State governments tried the same approach with Medicaid. They limited their reimbursement to hospitals for Medicaid patients to covering the minimum possible average cost of hospital services. The average reimbursement rate under Medicaid is about 80 percent less than hospital cost of services.

Unfortunately, low rates of reimbursement under Medicaid have reduced access to medical care for those enrolled under the program. Many doctors are unwilling to accept Medicaid patients and some hospitals are reluctant to admit them. Because of difficulties in finding physicians to treat them, Medicaid patients often seek treatment at hospital emergency rooms, where costs of treatment are more expensive.

There are no easy solutions to the healthcare crisis. But continuing down the same road that caused the crisis in the first place is just plainly a short-sighted bad idea. If the MANY government interventions in healthcare are lifted, the market can and will work like it’s supposed to and you’d find that everybody is able to afford coverage, perhaps even without insurance at all.

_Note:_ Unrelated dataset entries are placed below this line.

use std::collections::HashMap;
use std::sync::atomic::{AtomicU64, Ordering};

use futures::future::AbortHandle;
use leptos::*;
use once_cell::sync::OnceCell;
use strum::{AsRefStr, Display as StrumDisplay};

use crate::application::notifications::Notification;
use crate::domain::market::{FetchStatus, Instrument, PriceQuote, Symbol};
use crate::global_signals;

/// Instrument shown before the user picks one.
pub const DEFAULT_SYMBOL: &str = "AAPL";

/// The two mutually exclusive authenticated views.
#[derive(Debug, Clone, Copy, PartialEq, Eq, Default, StrumDisplay, AsRefStr)]
pub enum ActiveView {
    #[default]
    #[strum(serialize = "market")]
    Market,
    #[strum(serialize = "event")]
    Event,
}

pub struct Globals {
    pub current_symbol: RwSignal<Symbol>,
    pub active_view: RwSignal<ActiveView>,
    pub catalog: RwSignal<Vec<Instrument>>,
    pub catalog_loading: RwSignal<bool>,
    pub last_quote: RwSignal<Option<PriceQuote>>,
    pub quote_status: RwSignal<FetchStatus>,
    pub poll_abort_handles: RwSignal<HashMap<Symbol, AbortHandle>>,
    pub notifications: RwSignal<Vec<Notification>>,
    notification_seq: AtomicU64,
}

static GLOBALS: OnceCell<Globals> = OnceCell::new();

pub fn globals() -> &'static Globals {
    GLOBALS.get_or_init(|| Globals {
        current_symbol: create_rw_signal(Symbol::from(DEFAULT_SYMBOL)),
        active_view: create_rw_signal(ActiveView::default()),
        catalog: create_rw_signal(Vec::new()),
        catalog_loading: create_rw_signal(true),
        last_quote: create_rw_signal(None),
        quote_status: create_rw_signal(FetchStatus::default()),
        poll_abort_handles: create_rw_signal(HashMap::new()),
        notifications: create_rw_signal(Vec::new()),
        notification_seq: AtomicU64::new(0),
    })
}

/// Monotonic toast ids; starts at 1 so 0 can mean "not yet assigned".
pub fn next_notification_id() -> u64 {
    globals().notification_seq.fetch_add(1, Ordering::SeqCst) + 1
}

global_signals! {
    pub current_symbol => current_symbol: Symbol,
    pub active_view => active_view: ActiveView,
    pub catalog => catalog: Vec<Instrument>,
    pub catalog_loading => catalog_loading: bool,
    pub last_quote => last_quote: Option<PriceQuote>,
    pub quote_status => quote_status: FetchStatus,
    pub poll_abort_handles => poll_abort_handles: HashMap<Symbol, AbortHandle>,
    pub notifications => notifications: Vec<Notification>,
}
use super::entities::Instrument;
use crate::domain::logging::{LogComponent, get_logger};
use gloo_timers::future::sleep;
use std::time::Duration;

/// Simulated network latency for the catalog fetch.
pub const CATALOG_LOAD_DELAY: Duration = Duration::from_secs(1);

/// The fixed instrument universe for the event. Order is the display order.
pub fn default_instruments() -> Vec<Instrument> {
    vec![
        Instrument::new("MSFT", "Microsoft", "Technology"),
        Instrument::new("AAPL", "Apple", "Technology"),
        Instrument::new("AMZN", "Amazon", "E-commerce"),
        Instrument::new("NVDA", "NVIDIA", "Semiconductors"),
        Instrument::new("TSLA", "Tesla", "Automobile"),
        Instrument::new("GOOGL", "Google", "Technology"),
        Instrument::new("META", "Meta", "Social Media"),
        Instrument::new("WMT", "Walmart", "Retail"),
        Instrument::new("JPM", "JP Morgan", "Finance"),
        Instrument::new("V", "Visa", "Finance"),
        Instrument::new("MA", "MasterCard", "Finance"),
        Instrument::new("NFLX", "Netflix", "Entertainment"),
        Instrument::new("ORCL", "Oracle Corporation", "Technology"),
        Instrument::new("CRM", "Salesforce", "Technology"),
        Instrument::new("CSCO", "Cisco", "Technology"),
        Instrument::new("MCD", "McDonald's", "Food and Beverage"),
        Instrument::new("ACN", "Accenture", "Consulting"),
        Instrument::new("GS", "Goldman Sachs", "Finance"),
        Instrument::new("QCOM", "Qualcomm", "Semiconductors"),
        Instrument::new("CAT", "Caterpillar", "Heavy Machinery"),
        Instrument::new("UBER", "Uber", "Ride-hailing"),
        Instrument::new("C", "Citigroup", "Finance"),
        Instrument::new("SHOP", "Shopify", "E-commerce"),
        Instrument::new("SBUX", "Starbucks Corporation", "Food and Beverage"),
        Instrument::new("SPOT", "Spotify", "Entertainment"),
    ]
}

/// One-shot catalog load. Each call re-executes the simulated fetch; there is
/// no replayed cache. The data source can be swapped for a live feed without
/// touching callers.
pub async fn load_catalog() -> Vec<Instrument> {
    sleep(CATALOG_LOAD_DELAY).await;
    let instruments = default_instruments();
    get_logger().info(
        LogComponent::Domain("Catalog"),
        &format!("📋 Loaded {} instruments", instruments.len()),
    );
    instruments
}
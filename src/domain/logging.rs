use derive_more::Display;

/// Log levels with automatic Display implementation
#[derive(Debug, Clone, Copy, PartialEq, Eq, PartialOrd, Ord, Display)]
pub enum LogLevel {
    #[display(fmt = "TRACE")]
    Trace = 0,
    #[display(fmt = "DEBUG")]
    Debug = 1,
    #[display(fmt = " INFO")]
    Info = 2,
    #[display(fmt = " WARN")]
    Warn = 3,
    #[display(fmt = "ERROR")]
    Error = 4,
}

/// Log components tagged by architectural layer
#[derive(Debug, Clone, Display)]
pub enum LogComponent {
    #[display(fmt = "DOM:{}", _0)]
    Domain(&'static str),
    #[display(fmt = "APP:{}", _0)]
    Application(&'static str),
    #[display(fmt = "INF:{}", _0)]
    Infrastructure(&'static str),
    #[display(fmt = "PRE:{}", _0)]
    Presentation(&'static str),
}

/// Structured log entry
#[derive(Debug, Clone)]
pub struct LogEntry {
    pub timestamp: u64,
    pub level: LogLevel,
    pub component: LogComponent,
    pub message: String,
}

/// Domain abstraction for time service
pub trait TimeProvider: Send + Sync {
    fn current_timestamp(&self) -> u64;
    fn format_timestamp(&self, timestamp: u64) -> String;
}

/// Domain abstraction for structured logging
pub trait Logger: Send + Sync {
    fn log(&self, entry: LogEntry);

    /// Convenience methods with default implementations
    fn debug(&self, component: LogComponent, message: &str) {
        self.log(LogEntry::new(LogLevel::Debug, component, message));
    }

    fn info(&self, component: LogComponent, message: &str) {
        self.log(LogEntry::new(LogLevel::Info, component, message));
    }

    fn warn(&self, component: LogComponent, message: &str) {
        self.log(LogEntry::new(LogLevel::Warn, component, message));
    }

    fn error(&self, component: LogComponent, message: &str) {
        self.log(LogEntry::new(LogLevel::Error, component, message));
    }
}

impl LogEntry {
    pub fn new(level: LogLevel, component: LogComponent, message: &str) -> Self {
        Self {
            timestamp: get_time_provider().current_timestamp(),
            level,
            component,
            message: message.to_string(),
        }
    }
}

/// Global services using thread-safe statics
use std::sync::OnceLock;
static GLOBAL_LOGGER: OnceLock<Box<dyn Logger + Sync + Send>> = OnceLock::new();
static GLOBAL_TIME_PROVIDER: OnceLock<Box<dyn TimeProvider + Sync + Send>> = OnceLock::new();

/// Initialize global logger
pub fn init_logger(logger: Box<dyn Logger + Sync + Send>) {
    let _ = GLOBAL_LOGGER.set(logger);
}

/// Initialize global time provider
pub fn init_time_provider(time_provider: Box<dyn TimeProvider + Sync + Send>) {
    let _ = GLOBAL_TIME_PROVIDER.set(time_provider);
}

/// Get global logger reference
pub fn get_logger() -> &'static dyn Logger {
    GLOBAL_LOGGER.get()
        .map(|logger| logger.as_ref())
        .unwrap_or(&NoOpLogger)
}

/// Get global time provider reference
pub fn get_time_provider() -> &'static dyn TimeProvider {
    GLOBAL_TIME_PROVIDER.get()
        .map(|provider| provider.as_ref())
        .unwrap_or(&BasicTimeProvider)
}

/// No-op logger fallback
struct NoOpLogger;
impl Logger for NoOpLogger {
    fn log(&self, _entry: LogEntry) {}
}

/// Basic time provider fallback
struct BasicTimeProvider;
impl TimeProvider for BasicTimeProvider {
    fn current_timestamp(&self) -> u64 {
        use std::sync::atomic::{AtomicU64, Ordering};
        static COUNTER: AtomicU64 = AtomicU64::new(0);
        COUNTER.fetch_add(1, Ordering::SeqCst)
    }

    fn format_timestamp(&self, timestamp: u64) -> String {
        format!("{:06}", timestamp)
    }
}

/// Simplified logging macros
#[macro_export]
macro_rules! log_debug {
    ($component:expr, $($arg:tt)*) => {
        #[cfg(debug_assertions)]
        {
            $crate::domain::logging::get_logger().debug($component, &format!($($arg)*));
        }
    };
}

#[macro_export]
macro_rules! log_info {
    ($component:expr, $($arg:tt)*) => {
        #[cfg(debug_assertions)]
        {
            $crate::domain::logging::get_logger().info($component, &format!($($arg)*));
        }
    };
}

#[macro_export]
macro_rules! log_warn {
    ($component:expr, $($arg:tt)*) => {
        $crate::domain::logging::get_logger().warn($component, &format!($($arg)*));
    };
}

#[macro_export]
macro_rules! log_error {
    ($component:expr, $($arg:tt)*) => {
        $crate::domain::logging::get_logger().error($component, &format!($($arg)*));
    };
}
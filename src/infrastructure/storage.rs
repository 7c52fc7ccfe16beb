use std::cell::RefCell;

use crate::domain::logging::{LogComponent, get_logger};
use crate::domain::session::CredentialStore;

/// Key holding the bearer token. Its absence is the sole "logged out" marker.
pub const TOKEN_STORAGE_KEY: &str = "jwt_token";

/// Credential adapter backed by `window.localStorage`, so the session
/// survives page reloads.
pub struct BrowserCredentials;

impl BrowserCredentials {
    pub fn new() -> Self {
        Self
    }

    fn storage() -> Option<web_sys::Storage> {
        let storage = web_sys::window()?.local_storage().ok().flatten();
        if storage.is_none() {
            get_logger().warn(
                LogComponent::Infrastructure("Storage"),
                "localStorage unavailable; session will not survive reloads",
            );
        }
        storage
    }
}

impl Default for BrowserCredentials {
    fn default() -> Self {
        Self::new()
    }
}

impl CredentialStore for BrowserCredentials {
    fn load(&self) -> Option<String> {
        Self::storage()?.get_item(TOKEN_STORAGE_KEY).ok().flatten()
    }

    fn store(&self, token: &str) {
        if let Some(storage) = Self::storage() {
            if storage.set_item(TOKEN_STORAGE_KEY, token).is_err() {
                get_logger().error(
                    LogComponent::Infrastructure("Storage"),
                    "Failed to persist session token",
                );
            }
        }
    }

    fn clear(&self) {
        if let Some(storage) = Self::storage() {
            let _ = storage.remove_item(TOKEN_STORAGE_KEY);
        }
    }
}

/// Volatile fallback for environments without localStorage. Also the
/// credential port used by native tests.
#[derive(Default)]
pub struct MemoryCredentials {
    token: RefCell<Option<String>>,
}

impl CredentialStore for MemoryCredentials {
    fn load(&self) -> Option<String> {
        self.token.borrow().clone()
    }

    fn store(&self, token: &str) {
        *self.token.borrow_mut() = Some(token.to_string());
    }

    fn clear(&self) {
        *self.token.borrow_mut() = None;
    }
}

The economic consequences of government intervention in healthcare are clear. Why would we think that any politician would know the answer? Why would we trust them with an issue as big as this? We need to listen to economists. We need to follow sound economic policy if we’re to solve the problem. I wish it were as easy as just saying, “the government will fix it,” but the sad truth is it’s not. Don’t be willing to settle for the easy answer just because it seems easy.